**PROBLEM STATEMENT**
The entire set of lines below should be copied exactly.

**RECORDS FOR THIS TASK**
// Copyright (c) 2025 Geoffrey Huntley <ghuntley@ghuntley.com>. All rights reserved.
// SPDX-License-Identifier: Proprietary

//! In-process capture of tracing events so an audit run's log can be
//! persisted after the run.
//!
//! ```ignore
//! use warden_logs::{CaptureLayer, LogBuffer};
//! use tracing_subscriber::{layer::SubscriberExt, util::SubscriberInitExt};
//!
//! let log_buffer = LogBuffer::new(10_000);
//!
//! tracing_subscriber::registry()
//!     .with(tracing_subscriber::fmt::layer())
//!     .with(CaptureLayer::new(log_buffer.clone()))
//!     .init();
//!
//! // ... run ...
//! let entries = log_buffer.drain();
//! ```

mod buffer;
mod entry;
mod layer;

pub use buffer::{LogBuffer, DEFAULT_CAPACITY};
pub use entry::{LogEntry, LogLevel};
pub use layer::CaptureLayer;
// Copyright (c) 2025 Geoffrey Huntley <ghuntley@ghuntley.com>. All rights reserved.
// SPDX-License-Identifier: Proprietary

//! SQLite persistence for the directory hygiene audit: run-schedule state,
//! candidate-set queries, the disablement audit trail, and application logs.

pub mod app_log;
pub mod candidate;
pub mod error;
pub mod migrations;
pub mod pool;
pub mod schedule;

#[cfg(test)]
pub mod testing;

pub use app_log::{AppLogRecord, LogRepository};
pub use candidate::{CandidateFilter, CandidateRepository, CandidateStore, CandidateUser};
pub use error::{DbError, Result};
pub use migrations::{run_migrations, seed_run_state};
pub use pool::create_pool;
pub use schedule::{RunScheduleState, RunStateRepository, RunStateStore};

**TASK SOLUTION**
// Copyright (c) 2025 Geoffrey Huntley <ghuntley@ghuntley.com>. All rights reserved.
// SPDX-License-Identifier: Proprietary

//! In-process capture of tracing events so an audit run's log can be
//! persisted after the run.
//!
//! ```ignore
//! use warden_logs::{CaptureLayer, LogBuffer};
//! use tracing_subscriber::{layer::SubscriberExt, util::SubscriberInitExt};
//!
//! let log_buffer = LogBuffer::new(10_000);
//!
//! tracing_subscriber::registry()
//!     .with(tracing_subscriber::fmt::layer())
//!     .with(CaptureLayer::new(log_buffer.clone()))
//!     .init();
//!
//! // ... run ...
//! let entries = log_buffer.drain();
//! ```

mod buffer;
mod entry;
mod layer;

pub use buffer::{LogBuffer, DEFAULT_CAPACITY};
pub use entry::{LogEntry, LogLevel};
pub use layer::CaptureLayer;
// Copyright (c) 2025 Geoffrey Huntley <ghuntley@ghuntley.com>. All rights reserved.
// SPDX-License-Identifier: Proprietary

//! SQLite persistence for the directory hygiene audit: run-schedule state,
//! candidate-set queries, the disablement audit trail, and application logs.

pub mod app_log;
pub mod candidate;
pub mod error;
pub mod migrations;
pub mod pool;
pub mod schedule;

#[cfg(test)]
pub mod testing;

pub use app_log::{AppLogRecord, LogRepository};
pub use candidate::{CandidateFilter, CandidateRepository, CandidateStore, CandidateUser};
pub use error::{DbError, Result};
pub use migrations::{run_migrations, seed_run_state};
pub use pool::create_pool;
pub use schedule::{RunScheduleState, RunStateRepository, RunStateStore};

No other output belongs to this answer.